Ontario has scrapped its resale price cap that would have stopped tickets from being sold at 50 per cent above the original face value.

Following a change of regime at the government’s helm, the price cap rule has been cancelled as part of the wider Ticket Sales Act that was introduced by the previous Liberal government.

“It was unenforceable,” member of the Progressive Conservative government and consumer services minister Bill Walker said yesterday (Monday), according to the Canadian Press news association. “It was like a lot of things with the Liberals. It was a nice soundbite, but there was no enforcement.”

Elements of the Canadian province’s Ticket Sales Act will remain in effect, such as outlawing the use of bots to buy tickets en masse. The new government has also moved to increase the fines for non-compliance from C$10,000 to C$25,000.

Other changes include requiring primary sellers to provide full transparency of the number of tickets going on sale.
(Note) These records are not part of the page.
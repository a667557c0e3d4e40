//! Render configuration.
//!
//! Every field has a default, so a config file only needs the keys it
//! changes:
//!
//! ```json
//! { "width": 700, "height": 700, "handle_radius": 20.0, "show_outlines": true }
//! ```

use std::fmt;
use std::fs;
use std::io;
use std::path::Path;

use serde::{Deserialize, Serialize};

use crate::colors::Rgb;

pub const DEFAULT_WIDTH: u32 = 1024;
pub const DEFAULT_HEIGHT: u32 = 768;
pub const DEFAULT_HANDLE_RADIUS: f32 = 10.0;

#[derive(Clone, Debug, PartialEq, Serialize, Deserialize)]
#[serde(default)]
pub struct RenderConfig {
    /// Canvas width in pixels.
    pub width: u32,
    /// Canvas height in pixels.
    pub height: u32,
    /// Radius of the circular vertex handles, also the grab radius.
    pub handle_radius: f32,
    pub background: Rgb,
    pub handle_color: Rgb,
    pub outline_color: Rgb,
    pub show_handles: bool,
    pub show_outlines: bool,
}

impl Default for RenderConfig {
    fn default() -> Self {
        Self {
            width: DEFAULT_WIDTH,
            height: DEFAULT_HEIGHT,
            handle_radius: DEFAULT_HANDLE_RADIUS,
            background: Rgb::WHITE,
            handle_color: Rgb::RED,
            outline_color: Rgb::RED,
            show_handles: true,
            show_outlines: false,
        }
    }
}

impl RenderConfig {
    pub fn from_json(json: &str) -> Result<Self, ConfigError> {
        let config: Self = serde_json::from_str(json)?;
        config.validate()?;
        Ok(config)
    }

    pub fn load<P: AsRef<Path>>(path: P) -> Result<Self, ConfigError> {
        let json = fs::read_to_string(path)?;
        Self::from_json(&json)
    }

    pub fn validate(&self) -> Result<(), ConfigError> {
        if self.width == 0 || self.height == 0 {
            return Err(ConfigError::Invalid(format!(
                "canvas must not be empty, got {}x{}",
                self.width, self.height
            )));
        }
        if !self.handle_radius.is_finite() || self.handle_radius < 0.0 {
            return Err(ConfigError::Invalid(format!(
                "handle radius must be a finite non-negative number, got {}",
                self.handle_radius
            )));
        }
        Ok(())
    }
}

#[derive(Debug)]
pub enum ConfigError {
    Io(io::Error),
    Parse(serde_json::Error),
    Invalid(String),
}

impl fmt::Display for ConfigError {
    fn fmt(&self, f: &mut fmt::Formatter<'_>) -> fmt::Result {
        match self {
            ConfigError::Io(e) => write!(f, "failed to read config: {}", e),
            ConfigError::Parse(e) => write!(f, "failed to parse config: {}", e),
            ConfigError::Invalid(msg) => write!(f, "invalid config: {}", msg),
        }
    }
}

impl std::error::Error for ConfigError {
    fn source(&self) -> Option<&(dyn std::error::Error + 'static)> {
        match self {
            ConfigError::Io(e) => Some(e),
            ConfigError::Parse(e) => Some(e),
            ConfigError::Invalid(_) => None,
        }
    }
}

impl From<io::Error> for ConfigError {
    fn from(e: io::Error) -> Self {
        ConfigError::Io(e)
    }
}

impl From<serde_json::Error> for ConfigError {
    fn from(e: serde_json::Error) -> Self {
        ConfigError::Parse(e)
    }
}
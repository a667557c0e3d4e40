//! The per-scanline sweep.

use super::active::ActiveEdgeList;
use super::edge::{Edge, EdgeId, EdgeTable};

/// Sweeps an [`EdgeTable`] from its first to its last row.
///
/// Each row runs four steps in a fixed order:
///
/// 1. insert the edges whose bucket is this row,
/// 2. emit one span per consecutive pair of active edges,
/// 3. drop the edges whose last row is this row,
/// 4. advance the survivors by their inverse slope and re-sort.
///
/// Emitting before removal is what lets an edge contribute to its `ymax` row.
pub struct ScanConverter {
    y: i32,
    y_min: i32,
    y_max: i32,
    edges: Vec<Edge>,
    buckets: Vec<Vec<EdgeId>>,
    active: ActiveEdgeList,
}

impl ScanConverter {
    pub fn new(table: EdgeTable) -> Self {
        let EdgeTable {
            y_min,
            y_max,
            edges,
            buckets,
        } = table;
        let active = ActiveEdgeList::new(edges.len());

        Self {
            y: y_min,
            y_min,
            y_max,
            edges,
            buckets,
            active,
        }
    }

    /// The row the next call to [`step`](Self::step) will process.
    pub fn current_row(&self) -> i32 {
        self.y
    }

    pub fn is_finished(&self) -> bool {
        self.y > self.y_max
    }

    /// Processes one row, calling `emit(y, x_start, x_end)` for each span.
    ///
    /// Returns `false` without doing anything once the sweep is past the last row.
    pub fn step<F>(&mut self, mut emit: F) -> bool
    where
        F: FnMut(i32, f32, f32),
    {
        if self.is_finished() {
            return false;
        }
        let y = self.y;

        for &id in &self.buckets[(y - self.y_min) as usize] {
            self.active.insert(&self.edges, id);
        }

        for (x_start, x_end) in self.active.pairs(&self.edges) {
            emit(y, x_start, x_end);
        }

        self.active.remove_expired(&self.edges, y);
        if !self.active.is_empty() {
            self.active.advance(&mut self.edges);
            debug_assert!(self.active.is_sorted(&self.edges));
        }

        self.y += 1;
        true
    }

    /// Runs the sweep to completion.
    pub fn run<F>(&mut self, mut emit: F)
    where
        F: FnMut(i32, f32, f32),
    {
        while self.step(&mut emit) {}
    }

    /// Current `xi` of every active edge, head to tail.
    pub fn active_intersections(&self) -> Vec<f32> {
        self.active.iter().map(|id| self.edges[id].xi).collect()
    }
}

#[cfg(test)]
mod tests {
    use super::*;
    use crate::fill::tests::Points;

    fn converter(points: &[(f32, f32)]) -> ScanConverter {
        let source = Points::new(points);
        let vertex_loop: Vec<usize> = (0..points.len()).collect();
        ScanConverter::new(EdgeTable::build(&source, &vertex_loop).unwrap())
    }

    fn assert_sorted_every_row(mut scan: ScanConverter) {
        while scan.step(|_, _, _| {}) {
            let xs = scan.active_intersections();
            assert!(
                xs.windows(2).all(|w| w[0] <= w[1]),
                "unsorted before row {}: {:?}",
                scan.current_row(),
                xs
            );
        }
    }

    #[test]
    fn test_runs_every_row_once() {
        let mut scan = converter(&[(0.0, 3.0), (6.0, 3.0), (6.0, 8.0), (0.0, 8.0)]);
        let mut rows = Vec::new();
        scan.run(|y, _, _| rows.push(y));

        assert_eq!(rows, vec![3, 4, 5, 6, 7]);
        assert!(scan.is_finished());
        assert!(!scan.step(|_, _, _| panic!("finished sweep emitted a span")));
    }

    #[test]
    fn test_sort_invariant_with_crossing_edges() {
        // Bow tie: the two slanted edges cross at row 5.
        assert_sorted_every_row(converter(&[(0.0, 0.0), (10.0, 10.0), (10.0, 0.0), (0.0, 10.0)]));
    }

    #[test]
    fn test_sort_invariant_on_pentagram() {
        assert_sorted_every_row(converter(&[
            (50.0, 0.0),
            (79.0, 90.0),
            (2.0, 35.0),
            (98.0, 35.0),
            (21.0, 90.0),
        ]));
    }

    #[test]
    fn test_crossing_edges_swap_sides() {
        let mut scan = converter(&[(0.0, 0.0), (10.0, 10.0), (10.0, 0.0), (0.0, 10.0)]);
        let mut spans = Vec::new();
        scan.run(|y, a, b| spans.push((y, a, b)));

        let row = |row: i32| -> Vec<(f32, f32)> {
            spans
                .iter()
                .filter(|&&(y, _, _)| y == row)
                .map(|&(_, a, b)| (a, b))
                .collect()
        };

        assert_eq!(row(2), vec![(0.0, 2.0), (8.0, 10.0)]);
        assert_eq!(row(5), vec![(0.0, 5.0), (5.0, 10.0)]);
        assert_eq!(row(8), vec![(0.0, 2.0), (8.0, 10.0)]);
    }
}
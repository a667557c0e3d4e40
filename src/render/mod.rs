//! CPU rendering of filled quads, handles and outlines.

mod framebuffer;
mod renderer;

pub use framebuffer::{span_columns, FrameBuffer};
pub use renderer::Renderer;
In December, StubHub warned of a surge in on-street touting after the Ontario government passed the new legislation that would have introduced a price cap.

However, NDP Leader Andrea Horwath said: “Maybe (Premier) Doug Ford and his rich friends can go and watch all kinds of sports games that they want, but most people struggle to even afford to go to one sports game or one form of entertainment a year. Sya that it’s not enforceable is just a cop out.”